Why? “During that time I became someone else. I was no longer myself, and now realize what a hypocrite I had become.”
So, what’s next? He hopes to find a new life. “There are three things that I’m contemplating for my future. One of them is getting my medical license back. They might restrict me to practicing prison medicine. This would be an interesting thing for me.”
“The second option would be mission work — depending on my parole officer, I might be able to work in Africa, or Haiti, or the Dominican Republic. I don’t know what the requirements would be, but I would have the skills to be a medical worker in missions.”
You have free articles remaining.
Third, “I have a very close friend who’s a nun in Dubuque, and I would happily spend a year at the New Melleray Abbey in Dubuque to continue my contemplative life.”
Mark Louviere, the wild man, the motorcycle-obsessed free spirit of old, known for his love of wine, women and living large? Living a monastic life by choice?
“They have a program at the Abbey for people who want a quiet life to decide what they want to do next. I’m considering that.”

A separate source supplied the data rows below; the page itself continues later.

//! Social graph edges: connections (symmetric, approval-gated), follows
//! (asymmetric), and community membership.

use sqlx::{Row, SqlitePool};

use crate::utils::*;
use vantage::prelude::*;

pub(crate) async fn create_connection_request(
	db: &SqlitePool,
	from: AccountId,
	to: AccountId,
) -> VnResult<()> {
	sqlx::query("INSERT OR IGNORE INTO connections (account_id, peer_id, approved) VALUES (?, ?, 0)")
		.bind(from.0)
		.bind(to.0)
		.execute(db)
		.await
		.map_err(db_err)?;
	Ok(())
}

/// Approve a pending request; writes the mirror row so the edge reads
/// symmetrically from both sides.
pub(crate) async fn approve_connection(
	db: &SqlitePool,
	from: AccountId,
	to: AccountId,
) -> VnResult<()> {
	let mut tx = db.begin().await.map_err(db_err)?;

	let res = sqlx::query(
		"UPDATE connections SET approved=1 WHERE account_id=? AND peer_id=? AND approved=0",
	)
	.bind(from.0)
	.bind(to.0)
	.execute(&mut *tx)
	.await
	.map_err(db_err)?;
	if res.rows_affected() == 0 {
		return Err(Error::NotFound);
	}

	sqlx::query(
		"INSERT INTO connections (account_id, peer_id, approved) VALUES (?, ?, 1)
		ON CONFLICT(account_id, peer_id) DO UPDATE SET approved=1",
	)
	.bind(to.0)
	.bind(from.0)
	.execute(&mut *tx)
	.await
	.map_err(db_err)?;

	tx.commit().await.map_err(db_err)?;
	Ok(())
}

pub(crate) async fn network_of(db: &SqlitePool, account_id: AccountId) -> VnResult<Vec<AccountId>> {
	let rows = sqlx::query("SELECT peer_id FROM connections WHERE account_id=? AND approved=1")
		.bind(account_id.0)
		.fetch_all(db)
		.await
		.map_err(db_err)?;
	collect_res(rows.iter().map(|row| Ok(AccountId(row.try_get("peer_id")?))))
}

pub(crate) async fn add_follow(
	db: &SqlitePool,
	follower: AccountId,
	target: AccountId,
) -> VnResult<()> {
	sqlx::query("INSERT OR IGNORE INTO follows (follower_id, target_id) VALUES (?, ?)")
		.bind(follower.0)
		.bind(target.0)
		.execute(db)
		.await
		.map_err(db_err)?;
	Ok(())
}

pub(crate) async fn followed_of(
	db: &SqlitePool,
	follower: AccountId,
) -> VnResult<Vec<AccountId>> {
	let rows = sqlx::query("SELECT target_id FROM follows WHERE follower_id=?")
		.bind(follower.0)
		.fetch_all(db)
		.await
		.map_err(db_err)?;
	collect_res(rows.iter().map(|row| Ok(AccountId(row.try_get("target_id")?))))
}

/// Membership upsert; joining twice is a no-op
pub(crate) async fn add_member(
	db: &SqlitePool,
	community_id: AccountId,
	member_id: AccountId,
	is_manager: bool,
) -> VnResult<()> {
	sqlx::query(
		"INSERT INTO community_members (community_id, member_id, is_manager) VALUES (?, ?, ?)
		ON CONFLICT(community_id, member_id) DO NOTHING",
	)
	.bind(community_id.0)
	.bind(member_id.0)
	.bind(is_manager)
	.execute(db)
	.await
	.map_err(db_err)?;
	Ok(())
}

pub(crate) async fn remove_member(
	db: &SqlitePool,
	community_id: AccountId,
	member_id: AccountId,
) -> VnResult<()> {
	sqlx::query("DELETE FROM community_members WHERE community_id=? AND member_id=?")
		.bind(community_id.0)
		.bind(member_id.0)
		.execute(db)
		.await
		.map_err(db_err)?;
	Ok(())
}

pub(crate) async fn communities_of(
	db: &SqlitePool,
	member_id: AccountId,
) -> VnResult<Vec<AccountId>> {
	let rows = sqlx::query("SELECT community_id FROM community_members WHERE member_id=?")
		.bind(member_id.0)
		.fetch_all(db)
		.await
		.map_err(db_err)?;
	collect_res(rows.iter().map(|row| Ok(AccountId(row.try_get("community_id")?))))
}

pub(crate) async fn members_of(
	db: &SqlitePool,
	community_id: AccountId,
) -> VnResult<Vec<AccountId>> {
	let rows = sqlx::query("SELECT member_id FROM community_members WHERE community_id=?")
		.bind(community_id.0)
		.fetch_all(db)
		.await
		.map_err(db_err)?;
	collect_res(rows.iter().map(|row| Ok(AccountId(row.try_get("member_id")?))))
}

pub(crate) async fn is_member(
	db: &SqlitePool,
	community_id: AccountId,
	member_id: AccountId,
) -> VnResult<bool> {
	map_res(
		sqlx::query(
			"SELECT count(*) AS cnt FROM community_members WHERE community_id=? AND member_id=?",
		)
		.bind(community_id.0)
		.bind(member_id.0)
		.fetch_one(db)
		.await,
		|row| Ok(row.try_get::<u32, _>("cnt")? > 0),
	)
}

pub(crate) async fn member_count(db: &SqlitePool, community_id: AccountId) -> VnResult<u32> {
	map_res(
		sqlx::query("SELECT count(*) AS cnt FROM community_members WHERE community_id=?")
			.bind(community_id.0)
			.fetch_one(db)
			.await,
		|row| row.try_get("cnt"),
	)
}

// vim: ts=4
//! Memory access classification.

use regscan_catalog::{CLKCTL0_BASE, GPIO0_BASE, PeripheralCatalog, RegisterRef, XSPI2_BASE};
use regscan_ir::{Function, InstKind, Instruction, Operand, Type};

use crate::access::{
    AccessType, Location, PendingAccess, RegisterValue, full_width_bits, normalize_data_size,
};
use crate::resolver::{AddressResolver, struct_member_index};
use crate::rules;
use crate::values::{bits_modified, extract_constant};

pub const UNKNOWN_PERIPHERAL: &str = "UNKNOWN_PERIPHERAL";
pub const UNKNOWN_REGISTER: &str = "UNKNOWN_REG";

/// Default base addresses for volatile accesses whose pointer did not
/// resolve, keyed by a substring of the enclosing function name.
const FAMILY_DEFAULTS: &[(&str, u64)] = &[
    ("XSPI", XSPI2_BASE),
    ("xspi", XSPI2_BASE),
    ("GPIO", GPIO0_BASE),
    ("CLOCK", CLKCTL0_BASE),
    ("clock", CLKCTL0_BASE),
];

/// Infer a peripheral base from the name of the function making the access.
pub fn infer_family_address(function: &str) -> Option<u64> {
    FAMILY_DEFAULTS
        .iter()
        .find(|(key, _)| function.contains(key))
        .map(|&(_, addr)| addr)
}

/// Width in bits of an accessed type.
pub(crate) fn type_width(ty: &Type) -> u32 {
    match ty {
        Type::Int(bits) => *bits,
        _ => 32,
    }
}

/// Source location of `inst`, with `unknown`/0 when there is no debug info.
pub(crate) fn location_of(func: &Function, inst: &Instruction) -> Location {
    inst.source_loc.as_ref().map_or_else(
        || Location {
            file: "unknown".to_string(),
            function: func.name.clone(),
            line: 0,
        },
        |loc| Location {
            file: loc.file.clone(),
            function: func.name.clone(),
            line: loc.line,
        },
    )
}

/// Operands of a memory instruction the classifier looks at.
struct MemoryOp<'a> {
    access_type: AccessType,
    ty: &'a Type,
    ptr: &'a Operand,
    volatile: bool,
    stored: Option<&'a Operand>,
}

impl<'a> MemoryOp<'a> {
    fn from_instruction(inst: &'a Instruction) -> Option<Self> {
        let op = match &inst.kind {
            InstKind::Load { ty, ptr, volatile } => Self {
                access_type: if *volatile {
                    AccessType::VolatileRead
                } else {
                    AccessType::Read
                },
                ty,
                ptr,
                volatile: *volatile,
                stored: None,
            },
            InstKind::Store {
                ty,
                value,
                ptr,
                volatile,
            } => Self {
                access_type: if *volatile {
                    AccessType::VolatileWrite
                } else {
                    AccessType::Write
                },
                ty,
                ptr,
                volatile: *volatile,
                stored: Some(value),
            },
            InstKind::AtomicRmw {
                ty, ptr, volatile, ..
            }
            | InstKind::CmpXchg {
                ty, ptr, volatile, ..
            } => Self {
                access_type: AccessType::ReadModifyWrite,
                ty,
                ptr,
                volatile: *volatile,
                stored: None,
            },
            _ => return None,
        };
        Some(op)
    }
}

/// Turns load/store/atomic instructions into access records.
pub struct AccessClassifier<'a> {
    resolver: &'a AddressResolver<'a>,
    catalog: &'a PeripheralCatalog,
}

impl<'a> AccessClassifier<'a> {
    pub fn new(resolver: &'a AddressResolver<'a>, catalog: &'a PeripheralCatalog) -> Self {
        Self { resolver, catalog }
    }

    /// Classify one instruction of `func`. Returns `None` for anything that
    /// is not a peripheral register access.
    pub fn classify(&self, func: &Function, inst: &Instruction) -> Option<PendingAccess> {
        let op = MemoryOp::from_instruction(inst)?;

        let resolved = self.resolver.resolve(func, op.ptr);
        let address = if self.catalog.is_known_peripheral_space(resolved) {
            resolved
        } else if op.volatile && resolved == 0 {
            infer_family_address(&func.name)?
        } else {
            return None;
        };

        let RegisterRef {
            peripheral,
            register,
        } = match self
            .name_by_member(func, op.ptr, address)
            .or_else(|| self.catalog.lookup_by_address(address))
        {
            Some(reg) => reg,
            // Inferred base missing from the catalog
            None if resolved == 0 => {
                RegisterRef::new(UNKNOWN_PERIPHERAL, UNKNOWN_REGISTER)
            }
            None => return None,
        };

        let data_size = normalize_data_size(type_width(op.ty));
        let bits = match op.stored {
            Some(value) => bits_modified(func, value, data_size),
            None => vec![full_width_bits(data_size)],
        };
        let written = op
            .stored
            .and_then(|value| extract_constant(func, value))
            .into();
        let (value_written, value_read) = PendingAccess::value_fields(op.access_type, written);
        let purpose = rules::purpose(&func.name, &peripheral, &register);

        Some(PendingAccess {
            peripheral,
            register,
            address,
            access_type: op.access_type,
            data_size,
            bits_modified: bits,
            location: location_of(func, inst),
            purpose,
            value_written,
            value_read,
            priority_key: func.name.clone(),
        })
    }

    /// Name a struct member access whose GEP base resolves to a peripheral.
    /// The member name is kept only if `address` belongs to that peripheral.
    fn name_by_member(&self, func: &Function, ptr: &Operand, address: u64) -> Option<RegisterRef> {
        let gep = match ptr {
            Operand::ConstGep(gep) => gep.as_ref(),
            Operand::Local(name) => match &func.defining_instruction(name)?.kind {
                InstKind::Gep(gep) => gep,
                _ => return None,
            },
            _ => return None,
        };
        let member = struct_member_index(gep)?;
        let base = self.resolver.resolve(func, &gep.base);
        if !self.catalog.is_known_peripheral_space(base) {
            return None;
        }
        self.catalog
            .lookup_by_base_and_member(base, member)
            .filter(|reg| self.catalog.owns_address(&reg.peripheral, address))
    }
}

A glimmer of his old life broke through. “I still love motorcycles. Of course I sold them, but I still have access, and I’d like to ride occasionally, though I’ll probably never buy one.”
My skepticism came out most when I confronted him with a straightforward question:
“Do you feel like you might be a sociopath, devoid of any real feeling for those you hurt?” I had heard that from several people.
He seemed taken aback. “My gosh. The only thing I can say that if they knew me before I was involved in the drug culture, they wouldn’t ask. I can tell you, once you become involved in the drug culture, your ability to make moral, spiritual and ethical decisions becomes clouded.”
“During a period of time, I was still functional, but I did behave in ways I can’t justify. I am totally, completely and solely responsible for the decisions I made.”
He describes himself as a changed man, ready to contribute, utterly uninterested in returning to his old life and anxious to make a contribution that will justify his 10 years of punishment. “I can guarantee you I will never, ever return to an addict’s life.”
In fact, he doesn’t even seek to live the good life of a wealthy doctor. Instead, he’s content to drive his mother’s old Buick and work in the St. Vincent de Paul warehouse.
As we ended, he mentioned, “A guy asked me, ‘Are you a bad guy with a streak of good, or a good guy with a streak of bad?’” he laughed. I had wondered the same.
I’m still a bit skeptical, since newly released inmates sometimes continue a con by claiming a religious conversion. But from what I saw and heard, he’s straight-on sincere.
I called two of his close recent friends, older women who drove to Newton to play cards with him nearly every weekend for years. They spoke highly of him, and both were certain the old Mark Louviere is gone forever. “He’s a changed man,” they agreed, and were happy to have provided him with Christian friendship and support when he needed it.
He’s certainly a high-energy talker, a “hypomanic” Type A personality. Yet he looked me right in the eye for the whole interview, and our conversation seemed entirely natural and on the level.
With the crucial help of his Catholicism, which he reveres, Mark Louviere may well be healing himself.
Now to find honor in his own hometown.